May 10, 2022 | Press Release
MINNEAPOLIS — Tomorrow the U.S. Senate is expected to vote on a motion to proceed with a sweeping bill that would enshrine abortion-until-birth into federal law and eliminate almost all existing protections for unborn children across in the country. The so-called “Women’s Health Protection Act” (S. 4132) would nullify Minnesota’s parental notification and Woman’s Right to Know informed consent requirements, as well as Minnesota’s law limiting the performance of abortion to licensed physicians.
“Senators who vote for this bill are voting for late-term abortion on babies who can feel pain,” said MCCL Executive Director Scott Fischbach. “They are voting against informed consent for women, and against parental notification when minor girls undergo abortion. These senators are showing just how far they want to go at the expense of women and children.”

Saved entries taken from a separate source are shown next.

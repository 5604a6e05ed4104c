pub mod client;
pub mod request;
pub mod response;
pub mod size;

pub use client::{ArkClient, ReqwestTransport, Transport, TransportResponse};
pub use request::{build_image_to_image_body, build_text_to_image_body};
pub use response::extract_image;
pub use size::{normalize, validate_pixel_size};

The bill would invalidate virtually all state and federal protections for unborn children—even laws upheld by the Supreme Court in the past—and prohibit states from enacting such protections in the future. It would invalidate laws protecting pain-capable unborn children after 20 weeks as well as laws limiting abortion after viability, unless they allow abortion practitioners to abort if they decide that abortion will preserve emotional “health.” The bill would also wipe away limits on the use of telemedicine for chemical abortions despite the risks such abortions pose to women’s health.
“Abortion supporters in the Senate are worried that the Supreme Court, in its Dobbs v. Jackson decision, may allow Americans to determine their own abortion laws again,” said Fischbach. “As a result, these abortion supporters are trying to impose unlimited abortion nationwide. Most Americans don’t agree with this extreme and dangerous policy.”
In February, the Senate defeated a motion to proceed with an earlier version of the legislation on a 46 to 48 vote. Both Sens. Amy Klobuchar and Tina Smith voted in favor of the measure.
That legislation (H.R. 3755) passed the U.S. House last September 24 on a vote of 218-211. U.S. Reps. Angie Craig, Dean Phillips, Betty McCollum, and Ilhan Omar voted for the abortion-expanding bill, while the late Rep. Jim Hagedorn and Reps. Tom Emmer, Michelle Fischbach, and Pete Stauber voted against it.